Data section >>
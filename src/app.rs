//! App Core for profile recovery.
//!
//! Central struct holding the profile's managers and the recovery settings.
//! Recovers tabs, bookmarks and history independently and writes the outputs.

use std::fs;
use std::path::{Path, PathBuf};

use crate::database::connection::Database;
use crate::managers::bookmark_manager::{BookmarkManager, BookmarkManagerTrait, BOOKMARKS_FILE};
use crate::managers::history_manager::{HistoryManager, HistoryManagerTrait, HISTORY_FILE};
use crate::managers::session_manager::{SessionManager, SessionManagerTrait};
use crate::services::bookmark_export;
use crate::services::dashboard_renderer::DashboardRenderer;
use crate::types::errors::{HistoryError, ProfileError, RecoveryError, RenderError};
use crate::types::history::HistoryEntry;
use crate::types::profile::RecoveredProfile;
use crate::types::session::RecoveredSession;
use crate::types::settings::RecoverySettings;

/// Central application struct.
///
/// HistoryManager is created on demand because it borrows the connection of
/// a database copy that only lives for the duration of the read.
pub struct App {
    profile_dir: PathBuf,
    pub settings: RecoverySettings,
    pub session_manager: SessionManager,
    pub bookmark_manager: BookmarkManager,
}

/// What a run produced.
#[derive(Debug, Clone)]
pub struct RecoveryReport {
    pub profile: RecoveredProfile,
    pub dashboard_path: PathBuf,
    /// `None` when no bookmarks were recovered.
    pub bookmarks_path: Option<PathBuf>,
    /// Snapshot anomalies seen in the chosen session file.
    pub anomaly_count: usize,
    pub include_internal_urls: bool,
}

impl RecoveryReport {
    pub fn summary(&self) -> String {
        self.profile.summary(self.include_internal_urls)
    }
}

impl App {
    /// Creates a new App for `profile_dir` after checking that it looks like a profile.
    pub fn new<P: AsRef<Path>>(profile_dir: P, settings: RecoverySettings) -> Result<Self, ProfileError> {
        let profile_dir = profile_dir.as_ref().to_path_buf();
        Self::validate_profile(&profile_dir)?;

        Ok(Self {
            session_manager: SessionManager::new(&profile_dir),
            bookmark_manager: BookmarkManager::new(&profile_dir),
            profile_dir,
            settings,
        })
    }

    /// A profile is a directory holding `Bookmarks`, `History`, or a session file.
    pub fn validate_profile(dir: &Path) -> Result<(), ProfileError> {
        if !dir.is_dir() {
            return Err(ProfileError::NotADirectory(dir.display().to_string()));
        }
        let has_store = [BOOKMARKS_FILE, HISTORY_FILE]
            .iter()
            .any(|name| dir.join(name).is_file());
        if has_store || SessionManager::new(dir).has_snapshots() {
            Ok(())
        } else {
            Err(ProfileError::NotAProfile(dir.display().to_string()))
        }
    }

    pub fn profile_dir(&self) -> &Path {
        &self.profile_dir
    }

    /// Reads the history database through a private copy.
    pub fn recover_history(&self) -> Result<Vec<HistoryEntry>, HistoryError> {
        let path = self.profile_dir.join(HISTORY_FILE);
        if !path.is_file() {
            return Err(HistoryError::NotFound(path.display().to_string()));
        }
        let db = Database::open_copy(&path).map_err(|e| HistoryError::IoError(e.to_string()))?;
        let entries = HistoryManager::new(db.connection()).list_recent(self.settings.history_limit)?;
        tracing::debug!(entries = entries.len(), "read history database");
        Ok(entries)
    }

    /// Recovers open tabs. `None` when no snapshot file could be decoded.
    pub fn recover_tabs(&self) -> (Option<RecoveredSession>, usize) {
        let recovery = self.session_manager.recover_tabs();
        let anomaly_count = recovery.anomalies.len();
        if recovery.chosen.is_some() || recovery.any_decoded() {
            (Some(recovery.session), anomaly_count)
        } else {
            (None, anomaly_count)
        }
    }

    /// Recovers all three data sets. A failure in one never blocks the others.
    pub fn recover(&self) -> (RecoveredProfile, usize) {
        let (tabs, anomaly_count) = self.recover_tabs();

        let bookmarks = match self.bookmark_manager.load_tree() {
            Ok(tree) => Some(tree),
            Err(e) => {
                tracing::warn!(error = %e, "could not recover bookmarks");
                None
            }
        };

        let history = match self.recover_history() {
            Ok(entries) => Some(entries),
            Err(e) => {
                tracing::warn!(error = %e, "could not recover history");
                None
            }
        };

        (
            RecoveredProfile {
                tabs,
                bookmarks,
                history,
            },
            anomaly_count,
        )
    }

    /// Recovers the profile and writes the dashboard, plus the bookmark
    /// export when bookmarks were found, into `output_dir`.
    pub fn run(&self, output_dir: &Path) -> Result<RecoveryReport, RecoveryError> {
        fs::create_dir_all(output_dir)
            .map_err(|e| RenderError::IoError(format!("{}: {}", output_dir.display(), e)))?;

        let (profile, anomaly_count) = self.recover();

        let dashboard_path = output_dir.join(&self.settings.dashboard_file_name);
        DashboardRenderer::new(&self.settings).write_to(&dashboard_path, &profile)?;

        let bookmarks_path = match &profile.bookmarks {
            Some(tree) if tree.bookmark_count() > 0 => {
                let path = output_dir.join(&self.settings.bookmarks_file_name);
                bookmark_export::write_netscape(&path, tree)?;
                Some(path)
            }
            _ => None,
        };

        Ok(RecoveryReport {
            profile,
            dashboard_path,
            bookmarks_path,
            anomaly_count,
            include_internal_urls: self.settings.include_internal_urls,
        })
    }
}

Exercise objective >> Write the opening line of the data above and every line after it, exactly, stopping once you have written the line with "like a profile.".

Task response >>
filename src/app.rs
//! App Core for profile recovery.
//!
//! Central struct holding the profile's managers and the recovery settings.
//! Recovers tabs, bookmarks and history independently and writes the outputs.

use std::fs;
use std::path::{Path, PathBuf};

use crate::database::connection::Database;
use crate::managers::bookmark_manager::{BookmarkManager, BookmarkManagerTrait, BOOKMARKS_FILE};
use crate::managers::history_manager::{HistoryManager, HistoryManagerTrait, HISTORY_FILE};
use crate::managers::session_manager::{SessionManager, SessionManagerTrait};
use crate::services::bookmark_export;
use crate::services::dashboard_renderer::DashboardRenderer;
use crate::types::errors::{HistoryError, ProfileError, RecoveryError, RenderError};
use crate::types::history::HistoryEntry;
use crate::types::profile::RecoveredProfile;
use crate::types::session::RecoveredSession;
use crate::types::settings::RecoverySettings;

/// Central application struct.
///
/// HistoryManager is created on demand because it borrows the connection of
/// a database copy that only lives for the duration of the read.
pub struct App {
    profile_dir: PathBuf,
    pub settings: RecoverySettings,
    pub session_manager: SessionManager,
    pub bookmark_manager: BookmarkManager,
}

/// What a run produced.
#[derive(Debug, Clone)]
pub struct RecoveryReport {
    pub profile: RecoveredProfile,
    pub dashboard_path: PathBuf,
    /// `None` when no bookmarks were recovered.
    pub bookmarks_path: Option<PathBuf>,
    /// Snapshot anomalies seen in the chosen session file.
    pub anomaly_count: usize,
    pub include_internal_urls: bool,
}

impl RecoveryReport {
    pub fn summary(&self) -> String {
        self.profile.summary(self.include_internal_urls)
    }
}

impl App {
    /// Creates a new App for `profile_dir` after checking that it looks like a profile.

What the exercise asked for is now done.